#### What to do
Your task is to quote the listing below exactly, beginning with its first line and ending on the line bearing "in symbolic form.".

#### Provided data
====

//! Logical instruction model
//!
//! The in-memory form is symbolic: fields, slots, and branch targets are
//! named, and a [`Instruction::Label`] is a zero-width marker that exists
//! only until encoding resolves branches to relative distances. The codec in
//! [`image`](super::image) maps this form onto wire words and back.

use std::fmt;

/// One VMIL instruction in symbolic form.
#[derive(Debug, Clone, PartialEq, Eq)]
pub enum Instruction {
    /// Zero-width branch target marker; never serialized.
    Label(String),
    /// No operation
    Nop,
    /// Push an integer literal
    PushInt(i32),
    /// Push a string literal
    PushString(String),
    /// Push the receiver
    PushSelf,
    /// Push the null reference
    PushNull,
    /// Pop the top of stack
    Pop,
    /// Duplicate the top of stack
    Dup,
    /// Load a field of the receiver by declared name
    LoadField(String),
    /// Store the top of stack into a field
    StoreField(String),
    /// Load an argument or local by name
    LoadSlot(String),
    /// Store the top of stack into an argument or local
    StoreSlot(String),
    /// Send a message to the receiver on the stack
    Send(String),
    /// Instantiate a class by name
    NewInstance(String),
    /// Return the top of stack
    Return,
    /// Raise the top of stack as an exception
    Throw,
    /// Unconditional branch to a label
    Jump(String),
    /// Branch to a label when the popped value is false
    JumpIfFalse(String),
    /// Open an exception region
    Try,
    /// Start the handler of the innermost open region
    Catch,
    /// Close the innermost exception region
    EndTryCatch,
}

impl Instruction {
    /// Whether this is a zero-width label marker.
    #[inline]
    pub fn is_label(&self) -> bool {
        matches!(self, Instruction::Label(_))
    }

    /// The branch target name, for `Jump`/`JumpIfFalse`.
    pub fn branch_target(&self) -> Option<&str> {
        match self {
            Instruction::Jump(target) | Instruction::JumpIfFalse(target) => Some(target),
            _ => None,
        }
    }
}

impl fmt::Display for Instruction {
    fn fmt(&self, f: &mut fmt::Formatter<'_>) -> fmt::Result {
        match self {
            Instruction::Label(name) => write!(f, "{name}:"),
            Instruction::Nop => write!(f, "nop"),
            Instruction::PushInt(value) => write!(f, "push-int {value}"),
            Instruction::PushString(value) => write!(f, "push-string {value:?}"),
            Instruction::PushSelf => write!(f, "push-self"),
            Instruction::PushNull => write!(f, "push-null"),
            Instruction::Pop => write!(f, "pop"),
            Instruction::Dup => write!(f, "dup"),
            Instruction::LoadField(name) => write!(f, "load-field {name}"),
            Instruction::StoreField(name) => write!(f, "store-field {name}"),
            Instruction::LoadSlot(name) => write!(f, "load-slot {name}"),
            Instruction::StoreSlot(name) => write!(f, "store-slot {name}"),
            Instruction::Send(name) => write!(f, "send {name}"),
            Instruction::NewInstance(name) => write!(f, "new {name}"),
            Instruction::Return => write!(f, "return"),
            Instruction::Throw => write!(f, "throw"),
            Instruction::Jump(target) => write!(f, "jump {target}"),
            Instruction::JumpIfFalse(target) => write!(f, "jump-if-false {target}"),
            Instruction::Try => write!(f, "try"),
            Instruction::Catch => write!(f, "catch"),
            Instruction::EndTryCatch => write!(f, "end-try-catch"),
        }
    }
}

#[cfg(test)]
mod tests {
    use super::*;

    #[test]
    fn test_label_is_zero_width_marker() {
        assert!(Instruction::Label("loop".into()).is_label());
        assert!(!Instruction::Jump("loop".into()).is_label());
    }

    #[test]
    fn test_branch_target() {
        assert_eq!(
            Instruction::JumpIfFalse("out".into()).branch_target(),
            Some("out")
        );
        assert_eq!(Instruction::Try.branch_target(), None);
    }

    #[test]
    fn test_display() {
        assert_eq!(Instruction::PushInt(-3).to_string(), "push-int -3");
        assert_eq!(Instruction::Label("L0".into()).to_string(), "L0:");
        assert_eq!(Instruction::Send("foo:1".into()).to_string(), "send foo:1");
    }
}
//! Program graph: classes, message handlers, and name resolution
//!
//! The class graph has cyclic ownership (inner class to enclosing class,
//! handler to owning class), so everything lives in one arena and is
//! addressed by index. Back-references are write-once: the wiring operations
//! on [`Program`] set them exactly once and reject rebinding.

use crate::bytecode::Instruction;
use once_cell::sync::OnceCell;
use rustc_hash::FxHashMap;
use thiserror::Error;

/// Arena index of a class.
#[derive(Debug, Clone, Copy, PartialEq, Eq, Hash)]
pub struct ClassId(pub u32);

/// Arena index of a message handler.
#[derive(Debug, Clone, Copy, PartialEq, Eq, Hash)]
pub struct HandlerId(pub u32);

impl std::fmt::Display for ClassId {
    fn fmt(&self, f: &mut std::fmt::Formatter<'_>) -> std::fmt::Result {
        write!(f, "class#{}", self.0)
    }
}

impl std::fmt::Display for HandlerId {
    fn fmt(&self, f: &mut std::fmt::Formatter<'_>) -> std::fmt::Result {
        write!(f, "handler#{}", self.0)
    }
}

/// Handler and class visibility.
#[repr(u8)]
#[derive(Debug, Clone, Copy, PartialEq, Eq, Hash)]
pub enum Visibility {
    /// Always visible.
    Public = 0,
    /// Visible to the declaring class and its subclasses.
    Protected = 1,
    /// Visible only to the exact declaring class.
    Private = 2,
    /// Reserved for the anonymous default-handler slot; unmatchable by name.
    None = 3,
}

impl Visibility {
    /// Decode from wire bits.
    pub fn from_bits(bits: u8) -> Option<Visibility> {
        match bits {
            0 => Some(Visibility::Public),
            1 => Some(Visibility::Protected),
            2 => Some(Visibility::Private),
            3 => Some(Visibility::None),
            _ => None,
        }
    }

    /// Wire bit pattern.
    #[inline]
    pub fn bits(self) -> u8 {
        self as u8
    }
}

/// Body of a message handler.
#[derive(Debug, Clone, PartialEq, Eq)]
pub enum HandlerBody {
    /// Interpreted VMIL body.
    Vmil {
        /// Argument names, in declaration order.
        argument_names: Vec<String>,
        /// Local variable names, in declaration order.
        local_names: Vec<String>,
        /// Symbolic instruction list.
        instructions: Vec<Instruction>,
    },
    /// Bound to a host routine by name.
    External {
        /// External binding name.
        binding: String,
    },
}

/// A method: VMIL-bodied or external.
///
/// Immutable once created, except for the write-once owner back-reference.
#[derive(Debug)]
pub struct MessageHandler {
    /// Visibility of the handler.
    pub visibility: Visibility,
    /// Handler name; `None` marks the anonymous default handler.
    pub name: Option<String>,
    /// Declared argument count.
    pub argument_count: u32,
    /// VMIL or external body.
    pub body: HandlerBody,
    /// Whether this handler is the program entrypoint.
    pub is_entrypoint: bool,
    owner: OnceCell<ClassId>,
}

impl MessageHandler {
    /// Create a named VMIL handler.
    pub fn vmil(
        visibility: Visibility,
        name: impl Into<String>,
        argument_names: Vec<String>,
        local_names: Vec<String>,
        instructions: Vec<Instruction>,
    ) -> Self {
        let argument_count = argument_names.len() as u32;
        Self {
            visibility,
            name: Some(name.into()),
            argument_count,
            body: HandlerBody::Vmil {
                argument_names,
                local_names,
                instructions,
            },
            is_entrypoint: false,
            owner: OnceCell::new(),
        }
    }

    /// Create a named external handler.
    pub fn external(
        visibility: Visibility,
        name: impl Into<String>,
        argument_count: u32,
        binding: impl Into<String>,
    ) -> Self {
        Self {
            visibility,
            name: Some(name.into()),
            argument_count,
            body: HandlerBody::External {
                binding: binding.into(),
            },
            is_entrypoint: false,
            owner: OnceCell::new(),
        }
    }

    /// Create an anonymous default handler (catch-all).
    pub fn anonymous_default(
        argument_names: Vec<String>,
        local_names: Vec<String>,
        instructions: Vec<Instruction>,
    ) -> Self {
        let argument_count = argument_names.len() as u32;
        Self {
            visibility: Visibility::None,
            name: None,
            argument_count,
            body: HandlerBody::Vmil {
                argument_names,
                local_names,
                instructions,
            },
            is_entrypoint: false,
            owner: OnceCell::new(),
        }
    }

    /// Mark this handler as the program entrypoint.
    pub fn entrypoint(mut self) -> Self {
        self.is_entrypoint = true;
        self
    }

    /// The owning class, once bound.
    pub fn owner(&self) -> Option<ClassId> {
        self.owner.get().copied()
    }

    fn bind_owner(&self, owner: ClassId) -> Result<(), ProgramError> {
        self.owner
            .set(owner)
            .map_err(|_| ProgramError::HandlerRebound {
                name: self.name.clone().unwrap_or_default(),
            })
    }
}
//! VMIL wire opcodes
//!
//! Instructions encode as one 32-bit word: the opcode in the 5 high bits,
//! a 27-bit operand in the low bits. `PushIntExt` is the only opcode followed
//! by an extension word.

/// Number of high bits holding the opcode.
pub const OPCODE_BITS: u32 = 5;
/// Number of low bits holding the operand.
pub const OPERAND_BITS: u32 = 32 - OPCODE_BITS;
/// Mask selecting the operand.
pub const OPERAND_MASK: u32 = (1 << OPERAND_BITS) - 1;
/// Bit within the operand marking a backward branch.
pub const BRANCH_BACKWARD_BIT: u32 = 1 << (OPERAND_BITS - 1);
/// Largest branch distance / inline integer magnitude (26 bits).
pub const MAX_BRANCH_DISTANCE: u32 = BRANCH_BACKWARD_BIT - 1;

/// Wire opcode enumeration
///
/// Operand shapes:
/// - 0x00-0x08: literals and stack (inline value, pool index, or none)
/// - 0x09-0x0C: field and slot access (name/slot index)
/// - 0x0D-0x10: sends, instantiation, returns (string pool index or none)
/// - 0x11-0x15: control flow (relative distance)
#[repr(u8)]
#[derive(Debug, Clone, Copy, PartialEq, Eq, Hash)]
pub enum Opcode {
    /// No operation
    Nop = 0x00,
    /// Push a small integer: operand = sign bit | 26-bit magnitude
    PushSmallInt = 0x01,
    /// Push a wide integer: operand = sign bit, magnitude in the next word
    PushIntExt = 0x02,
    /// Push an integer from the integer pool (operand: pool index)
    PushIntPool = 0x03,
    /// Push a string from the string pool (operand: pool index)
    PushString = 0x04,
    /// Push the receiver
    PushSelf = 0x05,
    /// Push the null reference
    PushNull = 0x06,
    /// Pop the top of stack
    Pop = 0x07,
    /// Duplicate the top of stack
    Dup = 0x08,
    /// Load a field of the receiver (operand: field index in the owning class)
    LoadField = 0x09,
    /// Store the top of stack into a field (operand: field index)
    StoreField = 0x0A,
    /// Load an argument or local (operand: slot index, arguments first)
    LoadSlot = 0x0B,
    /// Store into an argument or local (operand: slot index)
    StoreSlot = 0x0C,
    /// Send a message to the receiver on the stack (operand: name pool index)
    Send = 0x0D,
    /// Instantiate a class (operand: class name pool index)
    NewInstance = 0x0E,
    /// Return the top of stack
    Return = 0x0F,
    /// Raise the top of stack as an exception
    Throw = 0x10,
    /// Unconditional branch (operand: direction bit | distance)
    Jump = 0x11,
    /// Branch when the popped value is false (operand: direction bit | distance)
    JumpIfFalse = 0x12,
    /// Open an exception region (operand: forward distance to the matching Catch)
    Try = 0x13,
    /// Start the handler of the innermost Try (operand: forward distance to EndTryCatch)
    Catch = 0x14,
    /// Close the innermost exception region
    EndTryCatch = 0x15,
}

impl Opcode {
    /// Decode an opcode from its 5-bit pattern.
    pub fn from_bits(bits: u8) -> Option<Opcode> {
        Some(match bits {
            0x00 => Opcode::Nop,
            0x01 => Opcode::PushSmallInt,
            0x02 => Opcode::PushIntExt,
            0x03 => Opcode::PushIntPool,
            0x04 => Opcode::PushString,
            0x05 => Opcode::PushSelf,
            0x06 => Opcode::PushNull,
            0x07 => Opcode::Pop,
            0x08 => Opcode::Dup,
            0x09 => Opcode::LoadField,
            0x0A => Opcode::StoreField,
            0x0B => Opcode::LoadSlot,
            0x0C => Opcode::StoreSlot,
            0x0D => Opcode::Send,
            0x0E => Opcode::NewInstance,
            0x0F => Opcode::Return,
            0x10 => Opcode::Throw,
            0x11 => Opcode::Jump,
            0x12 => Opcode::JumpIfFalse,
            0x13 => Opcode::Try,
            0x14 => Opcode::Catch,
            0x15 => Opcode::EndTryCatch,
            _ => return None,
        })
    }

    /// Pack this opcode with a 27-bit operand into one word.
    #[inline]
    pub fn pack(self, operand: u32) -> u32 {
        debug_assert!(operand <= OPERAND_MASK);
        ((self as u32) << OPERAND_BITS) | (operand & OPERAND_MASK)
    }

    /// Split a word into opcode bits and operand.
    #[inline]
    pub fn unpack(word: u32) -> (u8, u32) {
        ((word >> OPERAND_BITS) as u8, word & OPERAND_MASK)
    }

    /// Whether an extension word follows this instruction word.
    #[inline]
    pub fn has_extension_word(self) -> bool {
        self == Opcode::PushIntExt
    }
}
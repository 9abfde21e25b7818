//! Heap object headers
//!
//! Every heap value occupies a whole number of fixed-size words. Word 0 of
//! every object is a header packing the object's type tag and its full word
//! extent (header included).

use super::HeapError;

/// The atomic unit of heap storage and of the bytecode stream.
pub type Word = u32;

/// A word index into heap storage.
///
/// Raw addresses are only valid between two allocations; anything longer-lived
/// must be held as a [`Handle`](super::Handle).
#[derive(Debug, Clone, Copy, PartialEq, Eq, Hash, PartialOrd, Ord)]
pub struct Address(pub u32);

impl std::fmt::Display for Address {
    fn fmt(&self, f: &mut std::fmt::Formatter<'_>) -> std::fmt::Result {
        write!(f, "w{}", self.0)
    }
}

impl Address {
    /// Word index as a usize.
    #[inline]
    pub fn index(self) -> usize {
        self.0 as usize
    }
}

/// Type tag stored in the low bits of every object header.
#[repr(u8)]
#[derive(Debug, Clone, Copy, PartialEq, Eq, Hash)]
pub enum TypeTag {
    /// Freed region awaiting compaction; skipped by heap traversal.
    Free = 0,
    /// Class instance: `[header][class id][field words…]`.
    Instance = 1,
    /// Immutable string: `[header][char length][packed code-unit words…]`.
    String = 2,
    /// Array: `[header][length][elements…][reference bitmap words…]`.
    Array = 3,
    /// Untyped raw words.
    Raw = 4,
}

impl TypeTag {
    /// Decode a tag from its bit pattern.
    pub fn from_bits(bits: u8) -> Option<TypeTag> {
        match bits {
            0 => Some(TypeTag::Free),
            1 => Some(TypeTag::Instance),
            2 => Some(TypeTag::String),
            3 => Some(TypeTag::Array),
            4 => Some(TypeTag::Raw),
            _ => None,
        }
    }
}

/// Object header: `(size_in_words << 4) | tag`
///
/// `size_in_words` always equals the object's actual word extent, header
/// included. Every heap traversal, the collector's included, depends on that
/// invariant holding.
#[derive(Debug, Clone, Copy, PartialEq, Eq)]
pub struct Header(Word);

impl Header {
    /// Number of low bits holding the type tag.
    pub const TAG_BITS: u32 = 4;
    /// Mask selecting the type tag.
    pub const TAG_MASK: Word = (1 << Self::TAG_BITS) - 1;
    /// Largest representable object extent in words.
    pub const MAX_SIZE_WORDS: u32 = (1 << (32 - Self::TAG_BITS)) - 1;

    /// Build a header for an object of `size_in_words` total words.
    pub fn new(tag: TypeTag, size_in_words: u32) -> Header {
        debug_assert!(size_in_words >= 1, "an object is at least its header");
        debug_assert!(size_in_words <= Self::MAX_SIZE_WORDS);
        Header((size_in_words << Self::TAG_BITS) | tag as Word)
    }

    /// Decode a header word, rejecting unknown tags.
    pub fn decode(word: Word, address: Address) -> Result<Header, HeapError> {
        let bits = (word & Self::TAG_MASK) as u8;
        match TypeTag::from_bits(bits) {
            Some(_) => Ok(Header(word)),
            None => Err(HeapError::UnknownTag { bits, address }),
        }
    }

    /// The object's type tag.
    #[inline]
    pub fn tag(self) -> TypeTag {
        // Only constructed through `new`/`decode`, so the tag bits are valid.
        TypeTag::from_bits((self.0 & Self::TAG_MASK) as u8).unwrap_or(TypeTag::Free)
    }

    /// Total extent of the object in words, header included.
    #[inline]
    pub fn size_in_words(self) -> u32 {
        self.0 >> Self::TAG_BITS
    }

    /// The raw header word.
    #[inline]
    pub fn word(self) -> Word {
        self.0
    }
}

====

#### Solution to this problem
//! Logical instruction model
//!
//! The in-memory form is symbolic: fields, slots, and branch targets are
//! named, and a [`Instruction::Label`] is a zero-width marker that exists
//! only until encoding resolves branches to relative distances. The codec in
//! [`image`](super::image) maps this form onto wire words and back.

use std::fmt;

/// One VMIL instruction in symbolic form.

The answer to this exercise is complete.